Each record is to be duplicated exactly, with nothing added.

--- Data supplied ---

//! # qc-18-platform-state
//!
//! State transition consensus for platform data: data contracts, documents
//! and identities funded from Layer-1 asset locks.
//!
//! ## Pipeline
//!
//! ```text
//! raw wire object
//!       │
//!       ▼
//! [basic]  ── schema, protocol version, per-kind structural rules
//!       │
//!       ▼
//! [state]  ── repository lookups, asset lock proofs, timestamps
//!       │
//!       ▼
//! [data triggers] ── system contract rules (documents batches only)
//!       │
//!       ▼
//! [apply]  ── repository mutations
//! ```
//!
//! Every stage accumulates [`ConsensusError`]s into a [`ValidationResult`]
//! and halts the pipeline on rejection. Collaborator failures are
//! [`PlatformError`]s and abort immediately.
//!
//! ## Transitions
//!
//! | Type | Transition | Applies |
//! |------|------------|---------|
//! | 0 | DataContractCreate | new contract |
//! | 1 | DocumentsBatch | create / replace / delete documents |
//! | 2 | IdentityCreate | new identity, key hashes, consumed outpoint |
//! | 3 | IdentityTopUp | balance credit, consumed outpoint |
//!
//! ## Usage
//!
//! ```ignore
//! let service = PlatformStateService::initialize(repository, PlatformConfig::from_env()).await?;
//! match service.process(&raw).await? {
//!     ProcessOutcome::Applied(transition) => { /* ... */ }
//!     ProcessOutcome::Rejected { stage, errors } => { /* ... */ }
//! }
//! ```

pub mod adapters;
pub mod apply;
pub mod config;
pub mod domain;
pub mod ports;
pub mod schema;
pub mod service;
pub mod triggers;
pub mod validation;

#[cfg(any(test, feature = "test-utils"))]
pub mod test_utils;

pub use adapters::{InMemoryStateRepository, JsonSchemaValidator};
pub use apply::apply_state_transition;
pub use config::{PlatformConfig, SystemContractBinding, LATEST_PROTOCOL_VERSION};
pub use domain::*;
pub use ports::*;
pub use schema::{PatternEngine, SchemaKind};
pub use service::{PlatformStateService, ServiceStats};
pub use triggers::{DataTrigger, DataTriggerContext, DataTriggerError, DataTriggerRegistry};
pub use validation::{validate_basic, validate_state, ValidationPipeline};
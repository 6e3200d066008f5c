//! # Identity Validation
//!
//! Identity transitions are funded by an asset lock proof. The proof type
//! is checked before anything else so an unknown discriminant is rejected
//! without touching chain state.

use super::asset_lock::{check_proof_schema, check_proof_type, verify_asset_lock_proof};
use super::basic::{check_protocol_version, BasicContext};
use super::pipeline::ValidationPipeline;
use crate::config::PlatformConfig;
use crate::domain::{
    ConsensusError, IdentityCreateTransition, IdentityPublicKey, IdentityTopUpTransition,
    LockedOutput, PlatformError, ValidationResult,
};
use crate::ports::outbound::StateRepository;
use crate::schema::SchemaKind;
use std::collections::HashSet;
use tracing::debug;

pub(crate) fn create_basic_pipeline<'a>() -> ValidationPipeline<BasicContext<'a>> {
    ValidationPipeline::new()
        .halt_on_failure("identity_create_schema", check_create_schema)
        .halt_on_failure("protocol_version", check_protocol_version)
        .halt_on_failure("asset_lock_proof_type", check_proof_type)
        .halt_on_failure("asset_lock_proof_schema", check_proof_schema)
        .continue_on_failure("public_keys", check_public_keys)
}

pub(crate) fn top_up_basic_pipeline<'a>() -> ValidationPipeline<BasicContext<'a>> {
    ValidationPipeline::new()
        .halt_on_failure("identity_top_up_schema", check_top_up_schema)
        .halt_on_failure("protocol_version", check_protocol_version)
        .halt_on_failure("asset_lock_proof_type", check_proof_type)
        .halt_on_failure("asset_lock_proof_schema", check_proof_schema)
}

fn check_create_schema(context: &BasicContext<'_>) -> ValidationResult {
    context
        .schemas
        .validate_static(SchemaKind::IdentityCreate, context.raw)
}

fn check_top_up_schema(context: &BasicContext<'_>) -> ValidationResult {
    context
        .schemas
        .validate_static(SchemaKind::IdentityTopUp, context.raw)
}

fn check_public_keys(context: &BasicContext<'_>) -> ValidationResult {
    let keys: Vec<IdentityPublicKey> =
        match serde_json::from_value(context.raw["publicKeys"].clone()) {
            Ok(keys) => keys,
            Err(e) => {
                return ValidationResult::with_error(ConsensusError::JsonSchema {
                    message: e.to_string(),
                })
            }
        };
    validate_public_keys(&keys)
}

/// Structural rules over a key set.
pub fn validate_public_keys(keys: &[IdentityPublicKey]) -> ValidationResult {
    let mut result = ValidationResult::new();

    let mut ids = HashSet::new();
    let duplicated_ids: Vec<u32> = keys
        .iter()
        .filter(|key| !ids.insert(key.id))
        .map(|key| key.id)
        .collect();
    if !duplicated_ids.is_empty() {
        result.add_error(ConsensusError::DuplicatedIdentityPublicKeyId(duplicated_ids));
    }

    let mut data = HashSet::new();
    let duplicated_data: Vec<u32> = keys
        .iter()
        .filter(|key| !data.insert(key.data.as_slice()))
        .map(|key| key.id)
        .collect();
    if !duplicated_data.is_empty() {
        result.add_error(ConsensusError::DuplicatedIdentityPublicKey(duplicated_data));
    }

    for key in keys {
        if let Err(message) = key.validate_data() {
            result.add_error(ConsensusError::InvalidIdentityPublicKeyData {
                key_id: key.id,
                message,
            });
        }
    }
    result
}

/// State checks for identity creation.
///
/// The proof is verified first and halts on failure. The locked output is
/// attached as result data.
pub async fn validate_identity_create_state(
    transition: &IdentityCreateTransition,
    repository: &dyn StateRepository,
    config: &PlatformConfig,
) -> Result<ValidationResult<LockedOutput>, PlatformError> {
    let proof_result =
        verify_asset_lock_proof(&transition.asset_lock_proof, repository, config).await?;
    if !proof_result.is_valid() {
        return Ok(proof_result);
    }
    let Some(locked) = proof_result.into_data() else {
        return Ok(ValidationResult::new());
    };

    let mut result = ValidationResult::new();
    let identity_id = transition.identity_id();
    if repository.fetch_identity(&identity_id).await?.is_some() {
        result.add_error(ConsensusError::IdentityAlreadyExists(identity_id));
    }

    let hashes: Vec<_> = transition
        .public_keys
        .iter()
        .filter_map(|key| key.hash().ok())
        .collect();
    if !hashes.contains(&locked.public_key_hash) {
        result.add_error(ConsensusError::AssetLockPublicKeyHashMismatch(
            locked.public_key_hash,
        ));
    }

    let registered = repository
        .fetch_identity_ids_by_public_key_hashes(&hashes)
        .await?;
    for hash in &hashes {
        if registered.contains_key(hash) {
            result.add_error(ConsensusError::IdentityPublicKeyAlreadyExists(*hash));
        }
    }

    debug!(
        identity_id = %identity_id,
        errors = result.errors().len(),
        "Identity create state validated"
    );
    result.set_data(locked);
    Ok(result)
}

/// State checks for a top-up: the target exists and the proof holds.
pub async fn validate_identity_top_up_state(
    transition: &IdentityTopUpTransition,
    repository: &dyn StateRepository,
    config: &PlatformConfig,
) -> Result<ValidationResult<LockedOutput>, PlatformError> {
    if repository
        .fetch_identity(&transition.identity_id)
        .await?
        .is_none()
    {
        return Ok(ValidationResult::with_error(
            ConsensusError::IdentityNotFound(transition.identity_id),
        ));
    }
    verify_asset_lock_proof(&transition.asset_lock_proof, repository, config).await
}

---

## Solution to this exercise
//! # qc-18-platform-state
//!
//! State transition consensus for platform data: data contracts, documents
//! and identities funded from Layer-1 asset locks.
//!
//! ## Pipeline
//!
//! ```text
//! raw wire object
//!       │
//!       ▼
//! [basic]  ── schema, protocol version, per-kind structural rules
//!       │
//!       ▼
//! [state]  ── repository lookups, asset lock proofs, timestamps
//!       │
//!       ▼
//! [data triggers] ── system contract rules (documents batches only)
//!       │
//!       ▼
//! [apply]  ── repository mutations
//! ```
//!
//! Every stage accumulates [`ConsensusError`]s into a [`ValidationResult`]
//! and halts the pipeline on rejection. Collaborator failures are
//! [`PlatformError`]s and abort immediately.
//!
//! ## Transitions
//!
//! | Type | Transition | Applies |
//! |------|------------|---------|
//! | 0 | DataContractCreate | new contract |
//! | 1 | DocumentsBatch | create / replace / delete documents |
//! | 2 | IdentityCreate | new identity, key hashes, consumed outpoint |
//! | 3 | IdentityTopUp | balance credit, consumed outpoint |
//!
//! ## Usage
//!
//! ```ignore
//! let service = PlatformStateService::initialize(repository, PlatformConfig::from_env()).await?;
//! match service.process(&raw).await? {
//!     ProcessOutcome::Applied(transition) => { /* ... */ }
//!     ProcessOutcome::Rejected { stage, errors } => { /* ... */ }
//! }
//! ```

pub mod adapters;
pub mod apply;
pub mod config;
pub mod domain;
pub mod ports;
pub mod schema;
pub mod service;
pub mod triggers;
pub mod validation;

#[cfg(any(test, feature = "test-utils"))]
pub mod test_utils;

pub use adapters::{InMemoryStateRepository, JsonSchemaValidator};
pub use apply::apply_state_transition;
pub use config::{PlatformConfig, SystemContractBinding, LATEST_PROTOCOL_VERSION};
pub use domain::*;
pub use ports::*;
pub use schema::{PatternEngine, SchemaKind};
pub use service::{PlatformStateService, ServiceStats};
pub use triggers::{DataTrigger, DataTriggerContext, DataTriggerError, DataTriggerRegistry};
pub use validation::{validate_basic, validate_state, ValidationPipeline};
repository 6e3200d066008f5c
//! # Identity Validation
//!
//! Identity transitions are funded by an asset lock proof. The proof type
//! is checked before anything else so an unknown discriminant is rejected
//! without touching chain state.

use super::asset_lock::{check_proof_schema, check_proof_type, verify_asset_lock_proof};
use super::basic::{check_protocol_version, BasicContext};
use super::pipeline::ValidationPipeline;
use crate::config::PlatformConfig;
use crate::domain::{
    ConsensusError, IdentityCreateTransition, IdentityPublicKey, IdentityTopUpTransition,
    LockedOutput, PlatformError, ValidationResult,
};
use crate::ports::outbound::StateRepository;
use crate::schema::SchemaKind;
use std::collections::HashSet;
use tracing::debug;

pub(crate) fn create_basic_pipeline<'a>() -> ValidationPipeline<BasicContext<'a>> {
    ValidationPipeline::new()
        .halt_on_failure("identity_create_schema", check_create_schema)
        .halt_on_failure("protocol_version", check_protocol_version)
        .halt_on_failure("asset_lock_proof_type", check_proof_type)
        .halt_on_failure("asset_lock_proof_schema", check_proof_schema)
        .continue_on_failure("public_keys", check_public_keys)
}

pub(crate) fn top_up_basic_pipeline<'a>() -> ValidationPipeline<BasicContext<'a>> {
    ValidationPipeline::new()
        .halt_on_failure("identity_top_up_schema", check_top_up_schema)
        .halt_on_failure("protocol_version", check_protocol_version)
        .halt_on_failure("asset_lock_proof_type", check_proof_type)
        .halt_on_failure("asset_lock_proof_schema", check_proof_schema)
}

fn check_create_schema(context: &BasicContext<'_>) -> ValidationResult {
    context
        .schemas
        .validate_static(SchemaKind::IdentityCreate, context.raw)
}

fn check_top_up_schema(context: &BasicContext<'_>) -> ValidationResult {
    context
        .schemas
        .validate_static(SchemaKind::IdentityTopUp, context.raw)
}

fn check_public_keys(context: &BasicContext<'_>) -> ValidationResult {
    let keys: Vec<IdentityPublicKey> =
        match serde_json::from_value(context.raw["publicKeys"].clone()) {
            Ok(keys) => keys,
            Err(e) => {
                return ValidationResult::with_error(ConsensusError::JsonSchema {
                    message: e.to_string(),
                })
            }
        };
    validate_public_keys(&keys)
}

/// Structural rules over a key set.
pub fn validate_public_keys(keys: &[IdentityPublicKey]) -> ValidationResult {
    let mut result = ValidationResult::new();

    let mut ids = HashSet::new();
    let duplicated_ids: Vec<u32> = keys
        .iter()
        .filter(|key| !ids.insert(key.id))
        .map(|key| key.id)
        .collect();
    if !duplicated_ids.is_empty() {
        result.add_error(ConsensusError::DuplicatedIdentityPublicKeyId(duplicated_ids));
    }

    let mut data = HashSet::new();
    let duplicated_data: Vec<u32> = keys
        .iter()
        .filter(|key| !data.insert(key.data.as_slice()))
        .map(|key| key.id)
        .collect();
    if !duplicated_data.is_empty() {
        result.add_error(ConsensusError::DuplicatedIdentityPublicKey(duplicated_data));
    }

    for key in keys {
        if let Err(message) = key.validate_data() {
            result.add_error(ConsensusError::InvalidIdentityPublicKeyData {
                key_id: key.id,
                message,
            });
        }
    }
    result
}

/// State checks for identity creation.
///
/// The proof is verified first and halts on failure. The locked output is
/// attached as result data.
pub async fn validate_identity_create_state(
    transition: &IdentityCreateTransition,
    repository: &dyn StateRepository,
    config: &PlatformConfig,
) -> Result<ValidationResult<LockedOutput>, PlatformError> {
    let proof_result =
        verify_asset_lock_proof(&transition.asset_lock_proof, repository, config).await?;
    if !proof_result.is_valid() {
        return Ok(proof_result);
    }
    let Some(locked) = proof_result.into_data() else {
        return Ok(ValidationResult::new());
    };

    let mut result = ValidationResult::new();
    let identity_id = transition.identity_id();
    if repository.fetch_identity(&identity_id).await?.is_some() {
        result.add_error(ConsensusError::IdentityAlreadyExists(identity_id));
    }

    let hashes: Vec<_> = transition
        .public_keys
        .iter()
        .filter_map(|key| key.hash().ok())
        .collect();
    if !hashes.contains(&locked.public_key_hash) {
        result.add_error(ConsensusError::AssetLockPublicKeyHashMismatch(
            locked.public_key_hash,
        ));
    }

    let registered = repository
        .fetch_identity_ids_by_public_key_hashes(&hashes)
        .await?;
    for hash in &hashes {
        if registered.contains_key(hash) {
            result.add_error(ConsensusError::IdentityPublicKeyAlreadyExists(*hash));
        }
    }

    debug!(
        identity_id = %identity_id,
        errors = result.errors().len(),
        "Identity create state validated"
    );
    result.set_data(locked);
    Ok(result)
}

/// State checks for a top-up: the target exists and the proof holds.
pub async fn validate_identity_top_up_state(
    transition: &IdentityTopUpTransition,
    repository: &dyn StateRepository,
    config: &PlatformConfig,
) -> Result<ValidationResult<LockedOutput>, PlatformError> {
    if repository
        .fetch_identity(&transition.identity_id)
        .await?
        .is_none()
    {
        return Ok(ValidationResult::with_error(
            ConsensusError::IdentityNotFound(transition.identity_id),
        ));
    }
    verify_asset_lock_proof(&transition.asset_lock_proof, repository, config).await
}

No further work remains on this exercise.